Il tipo è noto proprio per il contrario. Per essere cioè per ogni tipo di polemica sdrucciola quello che era il criminale bello e maledetto di Point Break, un surfista con i cosiddetti. E invece, a fare la tara a qualche sporadica risposta tiratagli fuori con le pinza da qualche cronista a caccia di un taglio basso da far diventare apertura, sul caso Cospito-Donzelli-Delmastro-Nordio-anarchici il vicepremier è stato molto più tiepido della lava social e dialettica a cui ci aveva abituato.
Salvini ha capito che la sua indole da spot latrato sta diventando demodè, o quanto meno ha intuito che rinfoderarla per un po’ non può che fargli bene. Perciò il ministro di Trasporti ed Infrastrutture, che è il più grande invasore di campo della storia, stavolta è andato a fare il cuculo nel nido di una questione molto più ficcante a pratica: quella del caro benzina.
E mentre sulle cose eversive i colleghi di governo si sciabolavano come dervisci lui è andato di prosa e ha detto: “Se il prezzo della benzina torna a salire come la scorsa estate, sopra i due euro, interverremo. La scelta fin qui è stata se confermare il taglio delle accise o intervenire su bollette e stipendi”.

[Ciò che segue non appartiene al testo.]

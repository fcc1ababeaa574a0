//! # Users Database Document
//!
//! Codec for Authelia's file-based users database:
//!
//! ```yaml
//! users:
//!   alice:
//!     displayname: Alice
//!     password: $argon2id$v=19$m=65536,t=3,p=4$...
//!     email: alice@example.com
//!     groups: [admins]
//!     user_metadata:
//!       locale: en-GB
//! ```
//!
//! `user_metadata` is omitted when empty. Keys not listed above, such as
//! `groups`, are carried through a parse and render unchanged.

use crate::error::SyncResult;
use crate::model::{normalize_identity, ConfigRecord};
use anyhow::Context;
use serde::{Deserialize, Serialize};
use std::collections::BTreeMap;
use tracing::warn;

#[derive(Debug, Default, Serialize, Deserialize)]
struct UsersDocument {
    #[serde(default)]
    users: Option<BTreeMap<String, DocumentUser>>,
}

#[derive(Debug, Default, Serialize, Deserialize)]
struct DocumentUser {
    #[serde(default)]
    displayname: String,
    #[serde(default)]
    password: String,
    #[serde(default)]
    email: String,
    #[serde(default, skip_serializing_if = "BTreeMap::is_empty")]
    user_metadata: BTreeMap<String, String>,
    #[serde(flatten)]
    extra: serde_yaml::Mapping,
}

/// Parse the users database into records keyed by normalized identity
///
/// An empty document is a valid, unconfigured database.
pub fn parse_users_document(text: &str) -> SyncResult<BTreeMap<String, ConfigRecord>> {
    if text.trim().is_empty() {
        return Ok(BTreeMap::new());
    }

    let document: UsersDocument =
        serde_yaml::from_str(text).context("Failed to parse Authelia users database")?;

    let mut records = BTreeMap::new();
    for (name, user) in document.users.unwrap_or_default() {
        let identity = normalize_identity(&name)?;
        if records.contains_key(&identity) {
            warn!("Ignoring users database entry '{}': identity '{}' already loaded", name, identity);
            continue;
        }
        records.insert(
            identity.clone(),
            ConfigRecord {
                identity,
                credential_hash: user.password,
                email: user.email,
                display_name: user.displayname,
                profile_metadata: user.user_metadata,
                extra: user.extra,
            },
        );
    }
    Ok(records)
}

/// Serialize records into the users database format
pub fn render_users_document(records: &BTreeMap<String, ConfigRecord>) -> SyncResult<Vec<u8>> {
    let users = records
        .iter()
        .map(|(identity, record)| {
            (
                identity.clone(),
                DocumentUser {
                    displayname: record.display_name.clone(),
                    password: record.credential_hash.clone(),
                    email: record.email.clone(),
                    user_metadata: record.profile_metadata.clone(),
                    extra: record.extra.clone(),
                },
            )
        })
        .collect();

    let document = UsersDocument { users: Some(users) };
    let text =
        serde_yaml::to_string(&document).context("Failed to serialize Authelia users database")?;
    Ok(text.into_bytes())
}

#[cfg(test)]
mod tests {
    use super::*;
    use crate::error::SyncError;

    fn record(identity: &str, hash: &str, email: &str) -> ConfigRecord {
        ConfigRecord {
            identity: identity.to_string(),
            credential_hash: hash.to_string(),
            email: email.to_string(),
            display_name: identity.to_uppercase(),
            profile_metadata: BTreeMap::new(),
            extra: serde_yaml::Mapping::new(),
        }
    }

    #[test]
    fn test_parse_authelia_document() {
        let text = r#"
users:
  Alice:
    displayname: "Alice Liddell"
    password: "$argon2id$v=19$m=65536,t=3,p=4$c2FsdA$aGFzaA"
    email: alice@example.com
    groups:
      - admins
    user_metadata:
      locale: en-GB
  bob:
    password: "$argon2id$v=19$m=65536,t=3,p=4$c2FsdA$b3RoZXI"
"#;
        let records = parse_users_document(text).unwrap();
        assert_eq!(records.len(), 2);

        let alice = &records["alice"];
        assert_eq!(alice.identity, "alice");
        assert_eq!(alice.display_name, "Alice Liddell");
        assert_eq!(alice.email, "alice@example.com");
        assert_eq!(alice.profile_metadata.get("locale").map(String::as_str), Some("en-GB"));

        let bob = &records["bob"];
        assert!(bob.email.is_empty());
        assert!(bob.profile_metadata.is_empty());
        assert!(bob.extra.is_empty());
    }

    #[test]
    fn test_unmodelled_keys_survive_parse_and_render() {
        let text = r#"
users:
  alice:
    displayname: Alice
    password: h1
    email: a@x.com
    groups:
      - admins
      - dev
    disabled: false
"#;
        let records = parse_users_document(text).unwrap();
        let alice = &records["alice"];
        assert_eq!(alice.extra.len(), 2);
        assert!(!alice.extra.contains_key("displayname"));

        let rendered = render_users_document(&records).unwrap();
        let text = std::str::from_utf8(&rendered).unwrap();
        assert!(text.contains("groups:"));
        assert!(text.contains("- admins"));
        assert!(text.contains("disabled: false"));
        assert_eq!(parse_users_document(text).unwrap(), records);
    }

    #[test]
    fn test_empty_documents_mean_no_users() {
        assert!(parse_users_document("").unwrap().is_empty());
        assert!(parse_users_document("users:\n").unwrap().is_empty());
        assert!(parse_users_document("users: {}\n").unwrap().is_empty());
    }

    #[test]
    fn test_malformed_document_is_backend_error() {
        assert!(matches!(
            parse_users_document("users: [unterminated"),
            Err(SyncError::Backend(_))
        ));
    }

    #[test]
    fn test_render_omits_empty_metadata() {
        let mut with_meta = record("alice", "h1", "a@x.com");
        with_meta
            .profile_metadata
            .insert("shirt_size".to_string(), "L".to_string());
        let records = BTreeMap::from([
            ("alice".to_string(), with_meta),
            ("bob".to_string(), record("bob", "h2", "b@x.com")),
        ]);

        let text = String::from_utf8(render_users_document(&records).unwrap()).unwrap();
        assert!(text.starts_with("users:\n"));
        assert!(text.contains("displayname: ALICE"));
        assert!(text.contains("shirt_size: L"));
        assert_eq!(text.matches("user_metadata").count(), 1);
    }

    #[test]
    fn test_render_then_parse_preserves_records() {
        let mut alice = record("alice", "$argon2id$v=19$m=1024,t=1,p=1$c2FsdA$aGFzaA", "a@x.com");
        alice
            .profile_metadata
            .insert("given_name".to_string(), "Alice".to_string());
        let records = BTreeMap::from([
            ("alice".to_string(), alice),
            ("bob".to_string(), record("bob", "h2", "")),
        ]);

        let bytes = render_users_document(&records).unwrap();
        let parsed = parse_users_document(std::str::from_utf8(&bytes).unwrap()).unwrap();
        assert_eq!(parsed, records);
    }
}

Insomma, ha detto una cosa ovvia ma che non molti, premier inclusa, avevano avuto il coraggio di mettere così brutale: c’erano due opzioni ed una sola scelta e chi sceglie fra due cose ovviamente mette in conto che quella scartata gli torni su grugno.
“Abbiamo scelto la seconda cosa, di aiutare gli stipendi fino a 25mila euro, che quest’anno saranno rivalutati fino a 500 euro in più, e le pensioni minime”. E per il momento l’unico a non essere “anarchico” pare proprio lui.
Energetico e innocuo.
STEFANO MAGINI
Il dubbio è lecito, l’indagine è doverosa, l’assoluzione è una liberazione: soprattutto quando il caso è complesso e richiede tempo per essere chiarito. Più ancora quando hai sul collo il fiato di ben 52 Comuni, di una fetta della popolazione riunita nel comitato Acqua Pubblica e nell’associazione Codici, della società Fenicia Gas e di 45 singoli cittadini. Tutti che chiedono la tua condanna e sono stati ammessi, in quel caso, a bussare al tuo portafogli.
Un peso che hanno portato fino a ieri Stefano Magini e Paolo Saccani (succedutisi nella carica di Amministratore delegato di Acea Ato5, la società che gestisce la distribuzione dell’acqua in provincia di Frosinone); gli ingegneri Serafino Colasanti e Massimo Pilozzi (succedutisi alla guida della Segreteria Tecnico Operativa che affianca i sindaci nei rapporti con il gestore). Per loro non ci sarà nessun processo: i sospetti sulle loro gestioni non si sono rivelati fondati.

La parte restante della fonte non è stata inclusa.